Beatrix olhava pela janela, com os olhos fixos na paisagem que passava. Ela estava absorta em pensamentos, a mente repleta de preocupações e dúvidas. Não conseguia se livrar da sensação de que algo estava errado, de que algo estava faltando.
Damien de repente estava frio com ela, como se tivesse construído um muro alto ao seu redor e ela não conseguisse alcançá-lo.
Ela tinha tentado puxar conversa quando o carro partiu, mas as suas respostas monossilábicas a desconcertaram.
Claramente ele não queria conversar com ela e parecia estar irritado com ela.
Beatrix mexia com os dedos, com medo de ter feito algo para irritá-lo ou de ter feito algo ruim sem sequer perceber.
Queria saber o que tinha feito para poder consertar. Ela detestava a sensação pesada no peito e o pior era que talvez — apenas talvez ela estivesse pensando demais.
Ele provavelmente estava exausto de passar tanto tempo no hospital, sem falar que metade de seu rosto estava arruinada.
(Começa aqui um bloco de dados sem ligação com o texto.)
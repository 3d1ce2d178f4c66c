use std::future::Future;
use std::pin::Pin;
use std::time::Duration;

use futures_util::Stream;
use serde_json::{Value, json};
use thiserror::Error;
use tokio::sync::mpsc;

use crate::config::CompletionConfig;
use crate::models::{ChatMessage, ChatRole, NextSuggestion, ProductSummary};

pub const SUGGESTED_PRODUCTS_TAG: &str = "SUGGESTED_PRODUCTS:";
pub const NEXT_SUGGESTIONS_TAG: &str = "NEXT_SUGGESTIONS:";

/// Incremental assistant output. The pipeline is free of string sniffing;
/// only the HTTP boundary collapses these into the textual wire format.
#[derive(Debug, Clone, PartialEq)]
pub enum ChatEvent {
    Token(String),
    SuggestedProducts(Vec<ProductSummary>),
    NextSuggestions(Vec<NextSuggestion>),
    End,
}

pub type ChatEventStream = Pin<Box<dyn Stream<Item = ChatEvent> + Send>>;

pub type TokenStream = Pin<Box<dyn Stream<Item = Result<String, CompletionError>> + Send>>;

pub type CompletionFuture<'a> =
    Pin<Box<dyn Future<Output = Result<CompletionReply, CompletionError>> + Send + 'a>>;

/// What a tier hands back once it has committed to answering: either a live
/// token stream or the complete text of a non-streaming reply.
pub enum CompletionReply {
    Stream(TokenStream),
    Full(String),
}

impl std::fmt::Debug for CompletionReply {
    fn fmt(&self, f: &mut std::fmt::Formatter<'_>) -> std::fmt::Result {
        match self {
            Self::Stream(_) => f.debug_tuple("Stream").finish(),
            Self::Full(text) => f.debug_tuple("Full").field(text).finish(),
        }
    }
}

/// One strategy for obtaining a completion. Tiers participate in fallthrough
/// only while opening; once a stream has been handed out, failures stay
/// inside it.
pub trait CompletionTier: Send + Sync {
    fn name(&self) -> &'static str;
    fn open<'a>(&'a self, system_prompt: &'a str, history: &'a [ChatMessage])
    -> CompletionFuture<'a>;
}

#[derive(Debug, Error)]
pub enum CompletionError {
    #[error("completion api key is not configured")]
    MissingApiKey,
    #[error("completion request timed out")]
    Timeout,
    #[error("completion backend request failed: {0}")]
    Backend(String),
    #[error("completion backend returned an invalid payload: {0}")]
    InvalidPayload(String),
    #[error("failed to build completion http client: {0}")]
    HttpClient(String),
}

/// Resolved backend access: a validated variant of [`CompletionConfig`]
/// where the API key is known to be present.
#[derive(Debug, Clone)]
pub struct CompletionBackend {
    pub chat_completions_url: String,
    pub api_key: String,
    pub model: String,
    pub max_tokens: u32,
    pub temperature: f32,
    pub non_stream_timeout: Duration,
}

impl CompletionBackend {
    pub fn from_config(config: &CompletionConfig) -> Result<Self, CompletionError> {
        let api_key = config
            .api_key
            .as_deref()
            .map(str::trim)
            .filter(|key| !key.is_empty())
            .ok_or(CompletionError::MissingApiKey)?;

        Ok(Self {
            chat_completions_url: config.chat_completions_url(),
            api_key: api_key.to_string(),
            model: config.model.clone(),
            max_tokens: config.max_tokens,
            temperature: config.temperature,
            non_stream_timeout: Duration::from_millis(config.non_stream_timeout_ms),
        })
    }

    pub(crate) fn request_body(
        &self,
        system_prompt: &str,
        history: &[ChatMessage],
        stream: bool,
    ) -> Value {
        let mut messages = Vec::with_capacity(history.len() + 1);
        messages.push(ChatMessage::new(ChatRole::System, system_prompt));
        messages.extend(history.iter().cloned());

        json!({
            "model": self.model,
            "stream": stream,
            "messages": messages,
            "max_tokens": self.max_tokens,
            "temperature": self.temperature,
        })
    }
}

/// Encodes one event as wire text; `End` carries no bytes of its own.
pub fn encode_event(event: &ChatEvent) -> Option<String> {
    match event {
        ChatEvent::Token(token) => Some(token.clone()),
        ChatEvent::SuggestedProducts(products) => serde_json::to_string(products)
            .ok()
            .map(|payload| format!("\n\n{SUGGESTED_PRODUCTS_TAG} {payload}")),
        ChatEvent::NextSuggestions(items) => serde_json::to_string(items)
            .ok()
            .map(|payload| format!("\n\n{NEXT_SUGGESTIONS_TAG} {payload}")),
        ChatEvent::End => None,
    }
}

/// Adapts an mpsc receiver into a stream; the stream ends when every sender
/// is gone.
pub(crate) fn channel_stream<T: Send + 'static>(
    receiver: mpsc::Receiver<T>,
) -> impl Stream<Item = T> + Send {
    futures_util::stream::unfold(receiver, |mut receiver| async move {
        receiver.recv().await.map(|item| (item, receiver))
    })
}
Talvez ele estivesse preocupado com o quão grave era? Ou talvez ele estivesse preocupado com seu irmão tanto quanto ela estava.
Beatrix suspirou, se ao menos ele se comunicasse com ela e não lhe desse o tratamento do silêncio.
Ela odiava isso mais do que tudo. Fazia-a sentir como se de repente ela fosse uma criança novamente, chorando antes de dormir, perguntando-se por que ninguém a amava porque todos pararam de responder quando ela perguntava sobre sua mãe e a encaravam como se a culpassem pela morte dela.
“Você está bem, Bea?” Remo perguntou a ela enquanto encontrava seu olhar no espelho retrovisor. Ele estava dirigindo até o novo local deles, uma vez que era o único que sabia onde ficava.
Beatrix assentiu, “Estou bem. Apenas cansada.”
Remo levantou as sobrancelhas. Claramente ele não acreditava nela, mas não disse nada e deu-lhe um aceno curto.
Ela não queria sobrecarregar Remo com seus problemas, ele já tinha o suficiente em sua mente com a tentativa de navegar estradas desconhecidas e manter o carro andando suavemente. Além disso, ela não queria arriscar Damien ouvindo-a e ficando ainda mais irritado com ela.
Em vez disso, ela voltou seu olhar para a paisagem que passava e tentou afastar as preocupações para o fundo de sua mente. Ela conversaria com Damien mais tarde, quando estivessem sozinhos e ele estivesse de melhor humor.
O carro continuava pela estrada sinuosa, o motor ronronando enquanto eles adentravam mais no campo.
Remo tirou o carro da estrada principal e entrou por um caminho de terra, com os pneus levantando poeira enquanto eles seguiam mais para dentro da floresta.
Beatrix olhou pela janela, sua curiosidade aguçada à medida que a paisagem mudava de florestas luxuriantes para uma clareira com uma pequena casa isolada aninhada entre as árvores.
Remo parou o carro em frente à casa e desligou o motor. “Aqui estamos,” ele disse, com um toque de orgulho em sua voz.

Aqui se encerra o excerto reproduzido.